Pessoas portadoras de HIV não têm direito automaticamente a uma aposentadoria “especial” em razão da moléstia (não é a presença da doença que garante o benefício do INSS, mas o cumprimento dos requisitos de concessão). Neste artigo, explicamos se quem tem HIV pode se aposentar, quais são os requisitos previdenciários, quais benefícios por incapacidade podem ser concedidos nesses casos, se há direito a isenção de IR e se a carência continua sendo exigida.

1) Introdução

Recentemente, a TNU julgou o Tema n. 321 , que trata sobre isenção de IR para pessoas com diagnóstico de AIDS. Pensando nisso, decidi escrever um artigo sobre se quem tem HIV tem direito a algum benefício no INSS.

🤓 Essa questão é bastante pertinente, considerando a gravidade da doença e as consequências para seus portadores.

Por isso, quero destacar alguns pontos relevantes sobre o tratamento legal da matéria!

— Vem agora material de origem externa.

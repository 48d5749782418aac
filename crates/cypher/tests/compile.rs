use cypher::{CompileOptions, CompileStrategy, check_syntax, compile_query_script};
use extract::testing::ScriptedEngine;
use extract::{CompletionEngine, Entity, EntityType, RawGraph, Relationship, SamplingOptions};

fn single_entity_graph() -> RawGraph {
    RawGraph {
        entities: vec![Entity::new("e1", "Acme", EntityType::Organization).with_importance(0.7)],
        ..Default::default()
    }
}

#[tokio::test]
async fn test_prose_response_falls_back_to_deterministic() {
    let engine = ScriptedEngine::replying("I am sorry, I cannot help with graph databases today.");

    let compiled = compile_query_script(&single_entity_graph(), &engine, &CompileOptions::default())
        .await
        .unwrap();

    assert_eq!(compiled.strategy, CompileStrategy::Deterministic);
    assert_eq!(engine.calls(), 1);
    assert!(compiled.script.contains("CREATE CONSTRAINT organization_id_unique"));
    assert!(compiled.script.contains("MERGE (n:Organization {id: 'e1'})"));
    assert!(compiled.script.contains("CREATE INDEX organization_label_index"));
    assert_eq!(check_syntax(&compiled.script), Ok(()));
}

#[tokio::test]
async fn test_model_script_accepted() {
    let engine = ScriptedEngine::replying(
        "```cypher\nMERGE (n:Organization {id: 'e1'}) SET n.label = 'Acme';\n```",
    );

    let compiled = compile_query_script(&single_entity_graph(), &engine, &CompileOptions::default())
        .await
        .unwrap();

    assert_eq!(compiled.strategy, CompileStrategy::ModelAssisted);
    assert_eq!(compiled.script, "MERGE (n:Organization {id: 'e1'}) SET n.label = 'Acme';");

    let prompt = &engine.prompts()[0];
    assert!(prompt.contains("\"label\": \"Acme\""));
    assert!(!engine.sampling()[0].json_output);
}

#[tokio::test]
async fn test_truncated_model_script_rejected() {
    let engine = ScriptedEngine::replying("MERGE (n:Organization {id: 'e1'}) SET n.label = 'Ac");

    let compiled = compile_query_script(&single_entity_graph(), &engine, &CompileOptions::default())
        .await
        .unwrap();

    assert_eq!(compiled.strategy, CompileStrategy::Deterministic);
}

#[tokio::test]
async fn test_engine_failure_falls_back() {
    let engine = ScriptedEngine::new().then_fail("runtime crashed");

    let compiled = compile_query_script(&single_entity_graph(), &engine, &CompileOptions::default())
        .await
        .unwrap();

    assert_eq!(compiled.strategy, CompileStrategy::Deterministic);
}

#[tokio::test]
async fn test_deterministic_only_skips_engine() {
    let engine = ScriptedEngine::replying("MERGE (n) RETURN n");
    let options = CompileOptions {
        use_model: false,
        ..CompileOptions::default()
    };

    let compiled = compile_query_script(&single_entity_graph(), &engine, &options).await.unwrap();

    assert_eq!(compiled.strategy, CompileStrategy::Deterministic);
    assert_eq!(engine.calls(), 0);
}

#[tokio::test]
async fn test_model_call_keeps_engine_sampling_defaults() {
    let defaults = SamplingOptions {
        repeat_penalty: 1.4,
        stop: vec![";;".to_string()],
        ..SamplingOptions::default()
    };
    let engine = ScriptedEngine::replying("MERGE (n:Person {id: 'p'}) RETURN n;").with_sampling_defaults(defaults);
    let options = CompileOptions {
        max_tokens: 1024,
        ..CompileOptions::default()
    };

    compile_query_script(&single_entity_graph(), &engine, &options).await.unwrap();

    let sampling = &engine.sampling()[0];
    assert_eq!(sampling.repeat_penalty, 1.4);
    assert_eq!(sampling.stop, vec![";;".to_string()]);
    assert_eq!(sampling.max_tokens, 1024);
    assert!(!sampling.json_output);
}

#[tokio::test]
async fn test_dangling_relationships_not_sent_or_compiled() {
    let graph = RawGraph {
        entities: vec![
            Entity::new("p", "Ada", EntityType::Person),
            Entity::new("o", "Acme", EntityType::Organization),
        ],
        relationships: vec![
            Relationship::new("r1", "p", "o", "founded"),
            Relationship::new("r2", "p", "nobody", "knows"),
        ],
        ..Default::default()
    };
    let engine = ScriptedEngine::replying("no script");

    let compiled = compile_query_script(&graph, &engine, &CompileOptions::default()).await.unwrap();

    assert!(!engine.prompts()[0].contains("nobody"));
    assert!(compiled.script.contains("MERGE (a)-[r:FOUNDED]->(b)"));
    assert!(!compiled.script.contains("nobody"));
    assert!(engine.is_available());
}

É fundamental compreender se quem tem HIV pode se aposentar e se as pessoas portadoras têm direito a algum benefício previdenciário específico. Vou mostrar como funciona com relação às aposentadorias e benefícios por incapacidade.

Também quero explicar outros direitos dos portadores de HIV, como a isenção de Imposto de Renda e a desnecessidade do cumprimento de carência para as prestações do INSS.

🤗 Tudo isso trazendo a fundamentação legal e as principais jurisprudências sobre o assunto, para você garantir o melhor benefício para seus clientes!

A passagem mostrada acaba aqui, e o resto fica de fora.